Throughout her career Garner continued to write journalism, writing a history of the Melbourne theater company La Mama and also commenting on a wide range of cultural issues. This aspect of Garner’s writing generated huge controversy in Australian literary circles with the 1995 publication of The First Stone, a nonfiction narrative of a sexual harassment case involving the master of a residential college at the University of Melbourne, Garner’s own alma mater. Garner changed the names of the persons involved, but she chronicled the facts of a real case. Garner argues that the sexual harassment charges against the professor were either trumped up or overexaggerated, and she concludes that feminist vigilance against sexual harassment has gone too far and should be moderated. This led to an outcry from Australian feminists, who accused Garner of squandering the gains made by the women’s movement in the previous twenty-five years. The First Stone catapulted Garner’s name into the status of a household word in Australia and ensured that her fictional works, too, reached a wider reading public.
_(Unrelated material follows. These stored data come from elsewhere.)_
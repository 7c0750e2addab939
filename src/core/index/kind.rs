//! Which filesystem entries count as launchable.

use std::fs::FileType;
use std::path::Path;

/// Kind of launchable entry.
///
/// Ordering matters: shortcuts sort before executables.
#[derive(Debug, Clone, Copy, PartialEq, Eq, PartialOrd, Ord, Hash)]
pub enum EntryKind {
    /// A reference to something else (`.lnk`, `.desktop`, an `.app` bundle).
    Shortcut,
    /// A program started directly.
    Executable,
}

/// Extension sets deciding what is launchable.
#[derive(Debug, Clone, Default)]
pub struct LaunchableKinds {
    shortcut: Vec<String>,
    executable: Vec<String>,
}

impl LaunchableKinds {
    /// Build from extension lists (leading dots and case are ignored).
    #[must_use]
    pub fn new(shortcut: &[String], executable: &[String]) -> Self {
        let clean = |exts: &[String]| {
            exts.iter()
                .map(|e| e.trim().trim_start_matches('.').to_lowercase())
                .filter(|e| !e.is_empty())
                .collect()
        };
        Self {
            shortcut: clean(shortcut),
            executable: clean(executable),
        }
    }

    /// Shortcut extensions only.
    #[must_use]
    pub fn shortcuts_only(shortcut: &[String]) -> Self {
        Self::new(shortcut, &[])
    }

    /// Whether `ext` is a shortcut extension.
    #[must_use]
    pub fn is_shortcut_ext(&self, ext: &str) -> bool {
        self.shortcut.iter().any(|s| s.eq_ignore_ascii_case(ext))
    }

    /// Whether a directory is a bundle that must not be walked into.
    #[must_use]
    pub fn is_bundle(&self, path: &Path) -> bool {
        extension(path).is_some_and(|ext| self.is_shortcut_ext(&ext))
    }

    /// Classify an entry.
    ///
    /// Directories count only as bundles. On Unix an extensionless regular
    /// file with an execute bit is an executable.
    #[must_use]
    pub fn classify(&self, path: &Path, file_type: FileType) -> Option<EntryKind> {
        let ext = extension(path);

        if file_type.is_dir() {
            return ext
                .filter(|e| self.is_shortcut_ext(e))
                .map(|_| EntryKind::Shortcut);
        }

        match ext {
            Some(ext) if self.is_shortcut_ext(&ext) => Some(EntryKind::Shortcut),
            Some(ext) if self.executable.iter().any(|e| *e == ext) => Some(EntryKind::Executable),
            Some(_) => None,
            None if file_type.is_file() && has_execute_bit(path) => Some(EntryKind::Executable),
            None => None,
        }
    }
}

/// Lower-cased extension of a path.
fn extension(path: &Path) -> Option<String> {
    path.extension()
        .and_then(|e| e.to_str())
        .map(str::to_lowercase)
}

#[cfg(unix)]
fn has_execute_bit(path: &Path) -> bool {
    use std::os::unix::fs::PermissionsExt as _;

    std::fs::metadata(path).is_ok_and(|m| m.permissions().mode() & 0o111 != 0)
}

#[cfg(not(unix))]
fn has_execute_bit(_path: &Path) -> bool {
    false
}

/// Base name with the extension stripped, as shown to users.
#[must_use]
pub fn display_name(path: &Path) -> String {
    path.file_stem()
        .map(|s| s.to_string_lossy().to_string())
        .unwrap_or_else(|| path.display().to_string())
}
Garner published Joe Cinque's Consolation: A True Story of Death, Grief and the Law in 2004, which brought significant attention to the true crime story of Joe Cinque, who was killed by his girlfriend, Anu Singh. After drugging him, she intentionally gave him a lethal dose of heroin. In her book, Garner describes attending one of Singh's trials. In 2008, she published her first novel in over a decade. The Spare Room tells the story of a woman who takes in her friend, who is dying from cancer. The narrator becomes a caretaker for her friend and must also reconcile with her friend's attempts to find a cure through alternative medicine. Returning to nonfiction, Garner published This House of Grief: The Story of a Murder Trial in 2014, once again using her skills to provide a well-recieved account of a real-life murder trial involving an Australian man accused of drowning his children. In 2016, she was awarded the Windham-Campbell Prize for nonfiction for her work.